LISTENING AND JOURNEYING TOGETHER
Laudato Si’ Week 2022
(May 22-29, 2022)
A Statement from the President of the Catholic Bishops’ Conference of Japan

In May 2015, Pope Francis promulgated the encyclical Laudato Si’: On care for our common home, calling on the whole world to comprehensively address various ecological issues from the perspective of carefully protecting our common home. Because all creation is interconnected, the pope emphasized the importance of exploring ways to live in harmony and called on the entire Church to address this challenge.

In response to the pope’s November 2019 visit to Japan, the Japanese bishops prayerfully reflected on the theme of his visit, “Protect all life.” Wanting to realize the various messages Pope Francis gave to the world from Japan, the country’s bishops decided to set aside a special “Month to Protect Life” from September 1 to October 4 each year. The first was last year. Laudato Si’ embodies the pope’s strong feeling for life, a proclamation that is a gift spoken from Japan to the world.

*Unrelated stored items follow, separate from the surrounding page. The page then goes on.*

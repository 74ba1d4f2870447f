//! Narrowing of analysis regions so that every window derived from them
//! (covariate rows, fragment window, shear window) lies inside the chromosome.

use crate::consts::{SONICATION_SHEAR_BIAS_OFFSET, START_INDEX_ADJUSTMENT};

///
/// Narrow `[start, end)` for a chromosome of length `chrom_length` and a
/// fragment length `frag_len`.
///
/// The fragment window of a region is `[start - F + 1, end + F - 1]` and the
/// shear window extends it by two bases on each side. When the shear window
/// would fall off the start of the chromosome the region start is raised to
/// at least 3, and when it would fall off the end the region end is lowered to
/// at most `chrom_length - 2`.
///
/// Returns `None` when nothing is left of the region.
///
pub fn align_coordinates(start: u32, end: u32, chrom_length: u32, frag_len: u32) -> Option<(u32, u32)> {
    let frag_len = frag_len as i64;
    let length = chrom_length as i64;
    let mut start = start as i64;
    let mut end = end as i64;

    let frag_start = start - frag_len + START_INDEX_ADJUSTMENT;
    let frag_end = end + frag_len - START_INDEX_ADJUSTMENT;
    let shear_start = frag_start - SONICATION_SHEAR_BIAS_OFFSET;
    let shear_end = frag_end + SONICATION_SHEAR_BIAS_OFFSET;

    if shear_start < 1 {
        let frag_start = SONICATION_SHEAR_BIAS_OFFSET + START_INDEX_ADJUSTMENT;
        start = start.max(frag_start);
    }

    if shear_end > length {
        let frag_end = length - SONICATION_SHEAR_BIAS_OFFSET;
        end = end.min(frag_end);
    }

    if end <= start || start < 0 {
        return None;
    }

    Some((start as u32, end as u32))
}

#[cfg(test)]
mod tests {
    use super::*;

    use pretty_assertions::assert_eq;
    use rstest::*;

    #[rstest]
    #[case(100, 200, 1000, 10, Some((100, 200)))]
    #[case(0, 50, 1000, 10, Some((3, 50)))]
    #[case(5, 50, 1000, 10, Some((5, 50)))]
    #[case(900, 1000, 1000, 10, Some((900, 998)))]
    #[case(0, 1000, 1000, 1, Some((3, 998)))]
    #[case(0, 3, 1000, 5, None)]
    #[case(998, 1000, 1000, 5, None)]
    fn test_align_coordinates(
        #[case] start: u32,
        #[case] end: u32,
        #[case] length: u32,
        #[case] frag_len: u32,
        #[case] expected: Option<(u32, u32)>,
    ) {
        assert_eq!(align_coordinates(start, end, length, frag_len), expected);
    }

    #[rstest]
    fn test_align_is_idempotent() {
        let length = 5_000;
        for frag_len in [1, 2, 10, 200, 600] {
            for (start, end) in [(0, 100), (1, 4_999), (250, 300), (4_900, 5_000), (0, 5_000)] {
                let Some((s1, e1)) = align_coordinates(start, end, length, frag_len) else {
                    continue;
                };
                assert_eq!(align_coordinates(s1, e1, length, frag_len), Some((s1, e1)));
            }
        }
    }

    #[rstest]
    fn test_align_stays_in_bounds() {
        let length = 2_000;
        for frag_len in 1..=300 {
            if let Some((start, end)) = align_coordinates(0, length, length, frag_len) {
                assert!(start >= 3);
                assert!(end <= length - 2);
                assert!(start < end);
            }
        }
    }
}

At the same time, to tackle environmental issues more seriously, the bishops have prepared a comprehensive document that outlines the direction and understanding of various initiatives and are now preparing to publish it as a book. They are also considering other practical activities.

In churches around the world, shortly after the announcement of the 2015 encyclical, a network that had been working on environmental issues developed into the Laudato Si’ Movement. In collaboration with the Holy See’s Dicastery for Promoting Integral Human Development, the movement calls on the Church around the world to engage in awareness-raising activities, marking a week around May 24, the anniversary of the publication of the encyclical, as “Laudato Si Week.”

This year’s Laudato Si’ Week will be from May 22 to 29, and the theme is “Listening and Journeying Together.” The call to “be together” is a reminder that we are now together on the Synodal path.

In his encyclical Pope Francis wrote, “The urgent challenge to protect our common home includes a concern to bring the whole human family together to seek a sustainable and integral development” (13). Unfortunately, in the last few months we have made this common home a place of contention. The unity of the entire human family has not been realized, and consideration for our common home has been put off.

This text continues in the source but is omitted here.